Existe, dentro del gobierno, la idea que el aplastante triunfo de Cristina Fernández la transformará, a Ella y sus principales funcionarios, en los dueños de la verdad. Que a partir del lunes 15 de agosto ninguna información, denuncia, crítica o investigación que haga el periodismo que no depende del Estado tendrá validez o la más mínima importancia. Que la cantidad de votos que obtuvo el Frente para la Victoria les da patente de corso para decir y hacer casi cualquier cosa. Que no se puede, ni siquiera, insinuar la existencia de irregularidades en la votación o el escrutinio, porque “la paliza fue tan grande” que hacerlo implicaría no reconocer la supremacía y transformarse en un mal perdedor. Que debería prohibirse hablar de clientelismo y distribución de fondos del Estado para ganar la elección porque eso supondría el no reconocimiento de, por ejemplo, la Asignación Universal por Hijo o la distribución de computadoras a los niños y los adolescentes que las necesitan. Que ningún dirigente de la oposición estará habilitado para criticar ninguna política. Que la presidenta y los principales ministros podrán multiplicar su patrimonio con toda naturalidad sin que ningún periodista tenga derecho a dudar e investigar cómo lo hicieron. Que cualquier irregularidad que cometa alguien considerado “amigo” como Hebe de Bonafini o Raúl Eugenio Zaffaroni deben ser considerados, de ahora en más, actos destituyentes. Y que la persecución a través de organismos públicos como la Secretaría de Inteligencia (SI), la Administración Federal de Ingresos Públicos (AFIP) y los entes reguladores que deciden sobre los medios, las empresas de servicios, los formadores de precios y los bancos, contra los estigmatizados como “enemigos” podrá ser “convalidada” porque los fiscales y los jueces federales ya no tendrán ninguna duda sobre dónde se encuentra y cuánto va a permanecer el verdadero poder.
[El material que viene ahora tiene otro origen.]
use std::path::PathBuf;
use std::process::ExitCode;

use clap::Parser;

use excel_tools::commands::{FormatRangeOptions, format_range};
use excel_tools::number_format::{DEFAULT_DECIMALS, FormatKind, MAX_DECIMALS};
use excel_tools::output;

/// Apply number formatting to an Excel range
#[derive(Parser)]
#[command(
    author,
    version,
    about,
    long_about = None,
    after_help = "Examples:\n  \
        excel-format-range --file model.xlsx --sheet \"Income Statement\" --range C2:H20 --format currency --decimals 0 --json\n  \
        excel-format-range --file model.xlsx --sheet Analysis --range D2:D50 --format percent --decimals 1 --json\n  \
        excel-format-range --file model.xlsx --sheet Data --range A1:A100 --custom-format \"0.00%\" --json"
)]
struct Cli {
    /// Excel file path
    #[arg(long)]
    file: PathBuf,

    /// Sheet name
    #[arg(long)]
    sheet: String,

    /// Target range (e.g. C2:H20)
    #[arg(long)]
    range: String,

    /// Format type
    #[arg(long, value_enum, ignore_case = true)]
    format: Option<FormatKind>,

    /// Custom Excel format string (overrides --format)
    #[arg(long, allow_hyphen_values = true)]
    custom_format: Option<String>,

    /// Decimal places
    #[arg(
        long,
        default_value_t = DEFAULT_DECIMALS,
        value_parser = clap::value_parser!(u8).range(0..=i64::from(MAX_DECIMALS))
    )]
    decimals: u8,

    /// Output JSON response
    #[arg(long)]
    json: bool,
}

fn main() -> ExitCode {
    let cli = match output::parse_args::<Cli>() {
        Ok(cli) => cli,
        Err(code) => return code,
    };
    output::init_logging();

    let outcome = format_range(&FormatRangeOptions {
        file: cli.file,
        sheet: cli.sheet,
        range: cli.range,
        format: cli.format,
        custom_format: cli.custom_format,
        decimals: cli.decimals,
    });

    output::finish(outcome, cli.json)
}
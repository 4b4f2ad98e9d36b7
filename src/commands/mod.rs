//! The three workbook mutations, each as validate -> mutate -> save.
//!
//! Nothing is written unless every check and the mutation itself succeed,
//! so a failed command leaves the workbook file exactly as it was.

mod add_sheet;
mod apply_range_formula;
mod format_range;

use std::path::Path;

use serde::Serialize;

use crate::error::{Result, ToolError};

pub use add_sheet::{AddSheetOptions, AddSheetReport, add_sheet};
pub use apply_range_formula::{
    ApplyRangeFormulaOptions, ApplyRangeFormulaReport, apply_range_formula,
};
pub use format_range::{FormatRangeOptions, FormatRangeReport, format_range};

/// Value of the `status` field of every successful report.
pub const STATUS_SUCCESS: &str = "success";

/// A command's success record.
pub trait Report: Serialize {
    /// Human-readable lines printed instead of JSON.
    fn summary_lines(&self) -> Vec<String>;
}

/// The file must exist and be an `.xlsx` workbook.
pub(crate) fn check_workbook_file(path: &Path) -> Result<()> {
    if !path.is_file() {
        return Err(ToolError::FileNotFound(path.to_path_buf()));
    }

    let is_xlsx = path
        .extension()
        .and_then(|ext| ext.to_str())
        .is_some_and(|ext| ext.eq_ignore_ascii_case("xlsx"));
    if !is_xlsx {
        return Err(ToolError::UnsupportedFormat(path.to_path_buf()));
    }

    Ok(())
}
use std::fmt;
use std::str::FromStr;

use crate::error::{Result, ToolError};
use crate::reference::cell::CellRef;

/// A rectangular block of cells such as `A1:B10`.
///
/// The start cell is always the top-left corner and the end cell the
/// bottom-right one, whatever order the corners were given in.
#[derive(Debug, Clone, Copy, PartialEq, Eq, Hash)]
pub struct RangeRef {
    start: CellRef,
    end: CellRef,
}

impl RangeRef {
    /// Builds a range from any two opposite corners.
    pub fn new(a: CellRef, b: CellRef) -> Self {
        let (top, bottom) = (a.row().min(b.row()), a.row().max(b.row()));
        let (left, right) = (a.col().min(b.col()), a.col().max(b.col()));

        // Both corners were valid, so their min/max combinations are too.
        Self {
            start: CellRef::within_bounds(top, left),
            end: CellRef::within_bounds(bottom, right),
        }
    }

    /// Parses `A1:B10` or a single cell `A1`.
    pub fn parse(input: &str) -> Result<Self> {
        let text = input.trim();
        let invalid = || ToolError::InvalidRange(input.to_string());

        let mut parts = text.split(':');
        let first = parts.next().ok_or_else(invalid)?;
        let second = parts.next();
        if parts.next().is_some() {
            return Err(invalid());
        }

        let start = CellRef::parse(first).map_err(|_| invalid())?;
        let end = match second {
            Some(second) => CellRef::parse(second).map_err(|_| invalid())?,
            None => start,
        };

        Ok(Self::new(start, end))
    }

    pub fn start(&self) -> CellRef {
        self.start
    }

    pub fn end(&self) -> CellRef {
        self.end
    }

    pub fn rows(&self) -> u32 {
        self.end.row() - self.start.row() + 1
    }

    pub fn cols(&self) -> u32 {
        self.end.col() - self.start.col() + 1
    }

    pub fn cell_count(&self) -> u64 {
        u64::from(self.rows()) * u64::from(self.cols())
    }

    pub fn is_single_cell(&self) -> bool {
        self.start == self.end
    }

    /// Every cell of the range, top row first and left to right within a row.
    pub fn cells(&self) -> impl Iterator<Item = CellRef> + '_ {
        let (start_col, end_col) = (self.start.col(), self.end.col());
        (self.start.row()..=self.end.row()).flat_map(move |row| {
            (start_col..=end_col).map(move |col| CellRef::within_bounds(row, col))
        })
    }
}

impl fmt::Display for RangeRef {
    fn fmt(&self, f: &mut fmt::Formatter<'_>) -> fmt::Result {
        if self.is_single_cell() {
            write!(f, "{}", self.start)
        } else {
            write!(f, "{}:{}", self.start, self.end)
        }
    }
}

impl FromStr for RangeRef {
    type Err = ToolError;

    fn from_str(s: &str) -> Result<Self> {
        Self::parse(s)
    }
}

/// Whether `input` parses as a cell or range reference.
pub fn is_valid_range_reference(input: &str) -> bool {
    RangeRef::parse(input).is_ok()
}
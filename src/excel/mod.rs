mod cell;
mod defined_name;
mod package;
mod sheet;
mod workbook;

pub use cell::{Cell, CellValue};
pub use defined_name::DefinedName;
pub use package::{
    PackageLayout, SheetLayout, SheetNumberFormats, read_number_formats, read_package_layout,
};
pub use sheet::{ColumnLayout, MAX_RANGE_CELLS, MAX_ROWS, Sheet, SheetVisibility};
pub use workbook::{Workbook, open_workbook};
#![allow(dead_code)]

use std::fs::File;
use std::io::{BufReader, Read, Write};
use std::path::{Path, PathBuf};

use calamine::{Data, Reader, SheetVisible, Xlsx, open_workbook_auto};
use excel_tools::excel::{DefinedName, read_number_formats, read_package_layout};
use excel_tools::reference::CellRef;
use pretty_assertions::assert_eq;
use rust_xlsxwriter::{Format, Workbook};
use zip::write::SimpleFileOptions;
use zip::{ZipArchive, ZipWriter};

/// `model.xlsx` with two sheets:
///
/// - `Inputs`: A1:A5 = 10..50, B1 = "Revenue", C1 = `=SUM(A1:A5)`, D1 formatted `0.00`
/// - `Forecast`: A2:A4 = 100, 200, 300
pub fn sample_workbook(dir: &Path) -> PathBuf {
    let path = dir.join("model.xlsx");
    let mut workbook = Workbook::new();
    let two_places = Format::new().set_num_format("0.00");

    let inputs = workbook.add_worksheet().set_name("Inputs").unwrap();
    for row in 0..5u32 {
        inputs.write_number(row, 0, f64::from(row + 1) * 10.0).unwrap();
    }
    inputs.write_string(0, 1, "Revenue").unwrap();
    inputs.write_formula(0, 2, "=SUM(A1:A5)").unwrap();
    inputs.write_number_with_format(0, 3, 1.5, &two_places).unwrap();

    let forecast = workbook.add_worksheet().set_name("Forecast").unwrap();
    for (i, value) in [100.0, 200.0, 300.0].into_iter().enumerate() {
        forecast.write_number(i as u32 + 1, 0, value).unwrap();
    }

    workbook.save(&path).unwrap();
    path
}

pub fn sheet_names(path: &Path) -> Vec<String> {
    open_workbook_auto(path).unwrap().sheet_names().to_vec()
}

fn position(cell: &str) -> (u32, u32) {
    let (row, col) = CellRef::parse(cell).unwrap().zero_based();
    (row, u32::from(col))
}

pub fn value_at(path: &Path, sheet: &str, cell: &str) -> Option<Data> {
    let mut workbook = open_workbook_auto(path).unwrap();
    let range = workbook.worksheet_range(sheet).unwrap();
    range.get_value(position(cell)).cloned()
}

/// Formula text with a leading `=`, if the cell holds one.
pub fn formula_at(path: &Path, sheet: &str, cell: &str) -> Option<String> {
    let mut workbook = open_workbook_auto(path).unwrap();
    let range = workbook.worksheet_formula(sheet).unwrap();
    range
        .get_value(position(cell))
        .filter(|f| !f.is_empty())
        .map(|f| format!("={}", f.trim_start_matches('=')))
}

pub fn number_format_at(path: &Path, sheet: &str, cell: &str) -> Option<String> {
    let formats = read_number_formats(path).unwrap();
    let (row, col) = CellRef::parse(cell).unwrap().zero_based();
    formats.get(sheet)?.get(&(row, col)).cloned()
}

pub fn formatted_cell_count(path: &Path, sheet: &str) -> usize {
    read_number_formats(path)
        .unwrap()
        .get(sheet)
        .map_or(0, |formats| formats.len())
}

/// `layout.xlsx` with state no command touches:
///
/// - `Inputs`: A1 = 0.05 named `GrowthRate`, A3:D3 merged, column A 30
///   characters wide, A5 = `=A1*GrowthRate`
/// - `Secret`: hidden
/// - `Forecast`: A2:A4 = 100, 200, 300 and a local name `Horizon` for A4
pub fn layout_workbook(dir: &Path) -> PathBuf {
    let path = dir.join("layout.xlsx");
    let mut workbook = Workbook::new();

    let inputs = workbook.add_worksheet().set_name("Inputs").unwrap();
    inputs.write_number(0, 0, 0.05).unwrap();
    inputs
        .merge_range(2, 0, 2, 3, "Assumptions", &Format::new().set_bold())
        .unwrap();
    inputs.set_column_width(0, 30).unwrap();
    inputs.write_formula(4, 0, "=A1*GrowthRate").unwrap();

    let secret = workbook.add_worksheet().set_name("Secret").unwrap();
    secret.write_string(0, 0, "internal").unwrap();
    secret.set_hidden(true);

    let forecast = workbook.add_worksheet().set_name("Forecast").unwrap();
    for (i, value) in [100.0, 200.0, 300.0].into_iter().enumerate() {
        forecast.write_number(i as u32 + 1, 0, value).unwrap();
    }

    workbook.define_name("GrowthRate", "=Inputs!$A$1").unwrap();
    workbook.define_name("Forecast!Horizon", "=Forecast!$A$4").unwrap();

    workbook.save(&path).unwrap();
    path
}

/// Asserts that everything [`layout_workbook`] set up is still in the file.
pub fn assert_layout_kept(path: &Path) {
    let mut workbook: Xlsx<BufReader<File>> = calamine::open_workbook(path).unwrap();

    let hidden: Vec<String> = workbook
        .sheets_metadata()
        .iter()
        .filter(|sheet| sheet.visible != SheetVisible::Visible)
        .map(|sheet| sheet.name.clone())
        .collect();
    assert_eq!(hidden, ["Secret"]);

    let merges = workbook.worksheet_merge_cells("Inputs").unwrap().unwrap();
    let merges: Vec<_> = merges.iter().map(|m| (m.start, m.end)).collect();
    assert_eq!(merges, [((2, 0), (2, 3))]);

    assert_eq!(
        formula_at(path, "Inputs", "A5").as_deref(),
        Some("=A1*GrowthRate")
    );

    let layout = read_package_layout(path).unwrap();
    let mut names = layout.defined_names.clone();
    names.sort_by(|a, b| a.name.cmp(&b.name));
    assert_eq!(
        names,
        [
            DefinedName::global("GrowthRate", "Inputs!$A$1"),
            DefinedName {
                name: "Horizon".to_string(),
                scope: Some("Forecast".to_string()),
                formula: "Forecast!$A$4".to_string(),
            },
        ]
    );

    let column_a = layout.sheets["Inputs"]
        .columns
        .iter()
        .find(|(col, _)| *col == 0)
        .map(|(_, column)| column.width);
    assert_eq!(column_a, Some(Some(30.7109375)));
}

/// Rewrites one part of an xlsx package in place.
pub fn edit_package_part(path: &Path, part: &str, edit: impl Fn(String) -> String) {
    let mut archive = ZipArchive::new(File::open(path).unwrap()).unwrap();
    let mut entries = Vec::new();
    for i in 0..archive.len() {
        let mut file = archive.by_index(i).unwrap();
        let mut content = Vec::new();
        file.read_to_end(&mut content).unwrap();
        entries.push((file.name().to_string(), content));
    }
    drop(archive);

    let mut writer = ZipWriter::new(File::create(path).unwrap());
    for (name, content) in entries {
        let content = if name == part {
            edit(String::from_utf8(content).unwrap()).into_bytes()
        } else {
            content
        };
        writer.start_file(name, SimpleFileOptions::default()).unwrap();
        writer.write_all(&content).unwrap();
    }
    writer.finish().unwrap();
}
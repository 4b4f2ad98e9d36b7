use std::path::PathBuf;
use std::process::ExitCode;

use clap::Parser;

use excel_tools::commands::{ApplyRangeFormulaOptions, apply_range_formula};
use excel_tools::output;

/// Apply a formula template to every cell of an Excel range
#[derive(Parser)]
#[command(
    author,
    version,
    about,
    long_about = None,
    after_help = "Formula templates:\n  \
        {row}   current row number\n  \
        {col}   current column letter\n  \
        {cell}  current cell reference (e.g. B5)\n\n\
        Examples:\n  \
        excel-apply-range-formula --file model.xlsx --sheet Forecast --range B2:B10 --formula \"=A{row}*(1+$C$1)\" --json\n  \
        excel-apply-range-formula --file model.xlsx --sheet Summary --range A10:Z10 --formula \"=SUM({col}2:{col}9)\" --json"
)]
struct Cli {
    /// Excel file path
    #[arg(long)]
    file: PathBuf,

    /// Sheet name
    #[arg(long)]
    sheet: String,

    /// Target range (e.g. B2:B10, A1:C5)
    #[arg(long)]
    range: String,

    /// Formula template with {row}, {col} or {cell} placeholders
    #[arg(long, allow_hyphen_values = true)]
    formula: String,

    /// Output JSON response
    #[arg(long)]
    json: bool,
}

fn main() -> ExitCode {
    let cli = match output::parse_args::<Cli>() {
        Ok(cli) => cli,
        Err(code) => return code,
    };
    output::init_logging();

    let outcome = apply_range_formula(&ApplyRangeFormulaOptions {
        file: cli.file,
        sheet: cli.sheet,
        range: cli.range,
        formula: cli.formula,
    });

    output::finish(outcome, cli.json)
}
Por supuesto, semejante estado de opinión nunca será reconocido en público por la Presidenta de la Nación. Al contrario, Cristina Fernández seguirá declarando que propicia todo lo contrario. La unidad de todos los argentinos. El respeto por quienes piensan diferente. El tratamiento igualitario por parte del Estado a todos los argentinos, incluidos los periodistas de los medios de comunicación que la critican y la investigan. ¿Para qué va a modificar su estrategia si hasta ahora le está yendo tan bien?

Muchos dueños de medios y periodistas suponen que lo peor está por venir.
Que durante los próximos cuatro años la propia existencia de muchos medios no dependientes del Estado y la libertad de trabajo de decenas profesionales será puesta en cuestión.

Comprendo el miedo que los embarga, pero no comparto para nada esa idea tan pesimista. Creo, al contrario, que la presión oficial, la nueva hegemonía política y mediática, constituyen una inmemorable oportunidad para empezar a hacer un mejor periodismo. Quizá menos urgente y menos impreciso. Con tiempo suficiente como para consultar a la mayor cantidad de fuentes. Más enamorado del dato y siempre atento a la manera de presentar los temas, para que la información no solo sea rigurosa sino también atractiva para el lector, el oyente o el televidente.

Es cierto: está la tentación oficial de ir por todo. De comprar cada vez más medios con la excusa de equilibrar y democratizar a las empresas y los periodistas de la “corpo”. Pero en este camino, el gobierno se está transformando en el multimedio político más poderoso de toda la historia de la Argentina. Y al mismo tiempo, está generando una reacción profunda, legítima y genuina de todos los que suponen que las democracias no pueden sobrevivir sin un sistema de medios crítico e independiente de los gobiernos de turno.

Por eso queda la oportunidad de volver a las fuentes. De recordar porqué nos hicimos periodistas. De tomar la lapicera, la libreta de apuntes y hacer lo que debemos. De revisar los expedientes y de investigar también a los fiscales y los jueces que dictaminan al compás de los deseos oficiales. Queda el buen uso de la web y de las redes sociales. Quedan los libros y los lectores críticos y atentos.

Es un tiempo muy parecido, en muchos sentidos, al que configuró el mejor periodismo de investigación de los años noventa, cuando el menemismo pensó que había derrotado a los medios y Carlos Menem gobernó con la sensación de que podía ser eterno y que nada de lo que deseara le podía ser negado.

Ni el bronce de la historia ni el oro de los mortales.